Hong Kong is one of the major international arbitration centres in the Asia Pacific region. It is likely that a party to an arbitration taking place in Hong Kong may wish to consider whether or not it should seek third party funding of its participation in such an arbitration if it is clearly permitted by Hong Kong law to do so.

The Hong Kong Courts do not object, in principle, to third party funding of arbitration and related proceedings (including mediation). However, it is currently unclear whether the common law doctrines of maintenance and champerty also apply to third party funding of arbitration taking place in Hong Kong. Indeed, a Court of Final Appeal judgment handed down in 2007 (Note) expressly left open this question. As there is uncertainty as to whether third party funding of arbitration is permitted under the current Hong Kong law, the attractiveness of Hong Kong as a venue of arbitration may be affected. This may also affect the competitiveness of Hong Kong as an arbitration centre in handling cross-border investment and commercial disputes.
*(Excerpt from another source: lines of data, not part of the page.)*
//! Planning run orchestration: pools, patterns, expansion, filtering,
//! evaluation, selection and plan assembly.

use std::collections::BTreeMap;
use std::time::Instant;

use serde::Serialize;
use tokio_util::sync::CancellationToken;
use tracing::{debug, info};

use crate::application::evaluation::{EvaluationContext, EvaluationService};
use crate::application::expander::{self, Expansion, ExpansionStats};
use crate::application::filters::{self, PreFilterOutcome};
use crate::application::patterns;
use crate::application::plan_assembler;
use crate::application::selector::{self, Selection};
use crate::domain::entities::plan::HolisticPlan;
use crate::domain::error::DomainError;
use crate::domain::ports::filter::{OpportunityFilter, SequenceFilter};
use crate::domain::ports::pattern_generator::{CandidatePools, GenerationContext, PatternGenerator};
use crate::domain::ports::progress::{emit, ProgressReporter};
use crate::domain::values::action::ActionSequence;
use crate::domain::values::audit::{PreFilteredSecurity, RejectedOpportunity, RejectedSequence};
use crate::domain::values::context::OpportunityContext;
use crate::domain::values::planner_config::PlannerConfiguration;
use crate::domain::values::portfolio_hash::portfolio_hash;
use crate::domain::values::progress::{ProgressDetails, ProgressPhase, ProgressUpdate};
use crate::domain::values::trade_side::TradeSide;

const NOT_GENERATED: &str = "not selected by sequence generator";
const NOT_EVALUATED: &str = "sequence not in top candidates";

#[derive(Debug, Clone, Serialize)]
pub struct PlanningOutcome {
    pub plan: HolisticPlan,
    pub portfolio_hash: String,
    pub evaluated_count: usize,
    pub stats: ExpansionStats,
    pub rejected_opportunities: Vec<RejectedOpportunity>,
    pub pre_filtered_securities: Vec<PreFilteredSecurity>,
    pub rejected_sequences: Vec<RejectedSequence>,
}

pub struct Planner {
    patterns: Vec<Box<dyn PatternGenerator>>,
    opportunity_filters: Vec<Box<dyn OpportunityFilter>>,
    sequence_filters: Vec<Box<dyn SequenceFilter>>,
    evaluator: EvaluationService,
}

impl Planner {
    /// Planner with every built-in pattern and filter.
    pub fn new(evaluator: EvaluationService) -> Self {
        Self {
            patterns: patterns::all_patterns(),
            opportunity_filters: filters::default_opportunity_filters(),
            sequence_filters: filters::default_sequence_filters(),
            evaluator,
        }
    }

    pub fn evaluator(&self) -> &EvaluationService {
        &self.evaluator
    }

    pub fn create_plan(
        &self,
        ctx: &OpportunityContext,
        config: &PlannerConfiguration,
        cancel: &CancellationToken,
        progress: Option<&dyn ProgressReporter>,
    ) -> Result<PlanningOutcome, DomainError> {
        config.validate()?;
        let started = Instant::now();
        let hash = portfolio_hash(ctx);

        emit(
            progress,
            ProgressUpdate::new(
                ProgressPhase::OpportunityIdentification,
                "pre_filtering",
                0,
                ctx.opportunities.len(),
                "Filtering opportunities",
            ),
        );
        let PreFilterOutcome { pools, pre_filtered } =
            filters::build_candidate_pools(ctx, config, &self.opportunity_filters);
        emit(
            progress,
            ProgressUpdate::new(
                ProgressPhase::OpportunityIdentification,
                "pools",
                ctx.opportunities.len(),
                ctx.opportunities.len(),
                format!("{} candidates in pools", pools.len()),
            )
            .with_details(ProgressDetails {
                candidates_count: Some(pools.len()),
                pre_filtered_count: Some(pre_filtered.len()),
                ..ProgressDetails::default()
            }),
        );
        check_cancelled(cancel)?;

        let expansion = self.generate(ctx, config, &pools, progress)?;
        let Expansion {
            sequences,
            stats,
            seen_keys,
        } = expansion;
        let sequences = filters::apply_sequence_filters(sequences, ctx, config, &self.sequence_filters);
        emit(
            progress,
            ProgressUpdate::new(
                ProgressPhase::SequenceGeneration,
                "filtering",
                sequences.len(),
                sequences.len(),
                format!("{} sequences after filtering", sequences.len()),
            )
            .with_details(ProgressDetails {
                sequences_count: Some(sequences.len()),
                ..ProgressDetails::default()
            }),
        );
        check_cancelled(cancel)?;

        let eval_ctx = EvaluationContext::new(ctx, config);
        if sequences.is_empty() {
            info!(portfolio_hash = %hash, "No candidate sequences, holding");
            let rejected_opportunities = rejected_opportunities(&pools, None, &[], |key| seen_keys.contains(key));
            return Ok(PlanningOutcome {
                plan: HolisticPlan::hold(eval_ctx.start_score),
                portfolio_hash: hash,
                evaluated_count: 0,
                stats,
                rejected_opportunities,
                pre_filtered_securities: pre_filtered,
                rejected_sequences: Vec::new(),
            });
        }

        let results = self
            .evaluator
            .evaluate_in_context(cancel, &eval_ctx, &sequences, &hash, progress)?;

        let Selection { winner, rejected } = selector::select(&sequences, &results, config)?;
        let feasible = results.iter().filter(|r| r.feasible).count();
        emit(
            progress,
            ProgressUpdate::new(
                ProgressPhase::SequenceSelection,
                "ranking",
                results.len(),
                results.len(),
                "Selected best sequence",
            )
            .with_details(ProgressDetails {
                sequences_count: Some(results.len()),
                feasible_count: Some(feasible),
                infeasible_count: Some(results.len() - feasible),
                best_score: winner.map(|(_, r)| r.end_score),
                ..ProgressDetails::default()
            }),
        );

        let plan = match winner {
            Some((sequence, result)) => plan_assembler::assemble(sequence, result, &eval_ctx),
            None => HolisticPlan::hold(eval_ctx.start_score),
        };
        let rejected_opportunities =
            rejected_opportunities(&pools, winner.map(|(s, _)| s), &rejected, |key| seen_keys.contains(key));

        info!(
            portfolio_hash = %hash,
            evaluated = results.len(),
            feasible,
            steps = plan.steps.len(),
            end_score = plan.end_state_score,
            elapsed_ms = started.elapsed().as_millis() as u64,
            "Planning complete"
        );

        Ok(PlanningOutcome {
            plan,
            portfolio_hash: hash,
            evaluated_count: results.len(),
            stats,
            rejected_opportunities,
            pre_filtered_securities: pre_filtered,
            rejected_sequences: rejected,
        })
    }

    fn generate(
        &self,
        ctx: &OpportunityContext,
        config: &PlannerConfiguration,
        pools: &CandidatePools,
        progress: Option<&dyn ProgressReporter>,
    ) -> Result<Expansion, DomainError> {
        let gen_ctx = GenerationContext { snapshot: ctx, pools };
        let enabled: Vec<&dyn PatternGenerator> = self
            .patterns
            .iter()
            .map(|p| p.as_ref())
            .filter(|p| config.patterns.is_enabled(p.name()))
            .collect();

        let mut seeds = Vec::new();
        for (idx, pattern) in enabled.iter().enumerate() {
            let produced = pattern.generate(&gen_ctx, config)?;
            debug!(pattern = pattern.name(), sequences = produced.len(), "Pattern generated");
            seeds.extend(produced);
            emit(
                progress,
                ProgressUpdate::new(
                    ProgressPhase::SequenceGeneration,
                    pattern.name(),
                    idx + 1,
                    enabled.len(),
                    format!("Pattern {} done", pattern.name()),
                )
                .with_details(ProgressDetails {
                    sequences_count: Some(seeds.len()),
                    ..ProgressDetails::default()
                }),
            );
        }

        let expansion = expander::expand(seeds, pools, gen_ctx.available_cash(), config);
        debug!(stats = ?expansion.stats, "Expansion complete");
        emit(
            progress,
            ProgressUpdate::new(
                ProgressPhase::SequenceGeneration,
                "expansion",
                expansion.sequences.len(),
                expansion.stats.generated,
                format!("{} unique sequences", expansion.sequences.len()),
            )
            .with_details(ProgressDetails {
                sequences_count: Some(expansion.sequences.len()),
                ..ProgressDetails::default()
            }),
        );
        Ok(expansion)
    }
}

fn check_cancelled(cancel: &CancellationToken) -> Result<(), DomainError> {
    if cancel.is_cancelled() {
        return Err(DomainError::Cancelled);
    }
    Ok(())
}

/// One entry per pooled candidate that did not make it into the plan.
fn rejected_opportunities(
    pools: &CandidatePools,
    winner: Option<&ActionSequence>,
    rejected: &[RejectedSequence],
    was_generated: impl Fn(&(String, TradeSide)) -> bool,
) -> Vec<RejectedOpportunity> {
    let mut out: BTreeMap<(String, TradeSide), RejectedOpportunity> = BTreeMap::new();

    for candidate in pools.all() {
        let key = candidate.key();
        if winner.is_some_and(|w| w.contains(&candidate.symbol, candidate.side)) {
            continue;
        }
        let reason = if !was_generated(&key) {
            NOT_GENERATED.to_string()
        } else if let Some(rank) = rejected
            .iter()
            .filter(|r| r.actions.iter().any(|a| a.symbol == candidate.symbol && a.side == candidate.side))
            .map(|r| r.rank)
            .min()
        {
            format!("in alternative sequence ranked #{rank}")
        } else {
            NOT_EVALUATED.to_string()
        };

        let entry = out.entry(key).or_insert_with(|| RejectedOpportunity {
            side: candidate.side,
            symbol: candidate.symbol.clone(),
            name: candidate.name.clone(),
            original_reason: candidate.reason.clone(),
            reasons: Vec::new(),
        });
        entry.reasons.push(reason);
        entry.reasons.sort();
        entry.reasons.dedup();
    }

    out.into_values().collect()
}
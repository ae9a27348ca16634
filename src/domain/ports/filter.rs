use crate::domain::values::action::ActionSequence;
use crate::domain::values::context::OpportunityContext;
use crate::domain::values::opportunity::Opportunity;
use crate::domain::values::planner_config::PlannerConfiguration;

/// Pre-generation filter over single opportunities.
pub trait OpportunityFilter: Send + Sync {
    fn name(&self) -> &'static str;

    /// Reasons to exclude the opportunity. Empty keeps it.
    fn check(
        &self,
        opportunity: &Opportunity,
        ctx: &OpportunityContext,
        config: &PlannerConfiguration,
    ) -> Vec<String>;
}

/// Post-generation filter over whole sequences.
pub trait SequenceFilter: Send + Sync {
    fn name(&self) -> &'static str;

    fn apply(
        &self,
        sequences: Vec<ActionSequence>,
        ctx: &OpportunityContext,
        config: &PlannerConfiguration,
    ) -> Vec<ActionSequence>;
}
The review and recommendations by the LRC

Against the above background, I, together with the Chief Justice, asked the LRC in June 2013 to set up a sub-committee to review the current position relating to third party funding of arbitration for the purpose of considering whether reform is needed. In October 2015, the sub-committee published a consultation paper proposing that third party funding for arbitration taking place in Hong Kong should be permitted under Hong Kong law.

Based on the submissions received during the public consultation period, the LRC published the Report in October 2016, concluding that the reform of Hong Kong law is needed to state that the common law doctrines of maintenance and champerty do not prevent third party funding of arbitration and associated proceedings under the Arbitration Ordinance.

The LRC recommended that third party funders funding arbitration should be required to comply with a Code of Practice issued by a body authorised under the Arbitration Ordinance. The Code should also set out the standards (including financial and ethical standards) and practices with which third party funders would ordinarily be expected to comply when carrying on the funding activities.

The LRC also recommended that consideration should be given to whether to make consequential amendments at the same time to the Mediation Ordinance to extend the above proposals to mediation within the scope of the Mediation Ordinance.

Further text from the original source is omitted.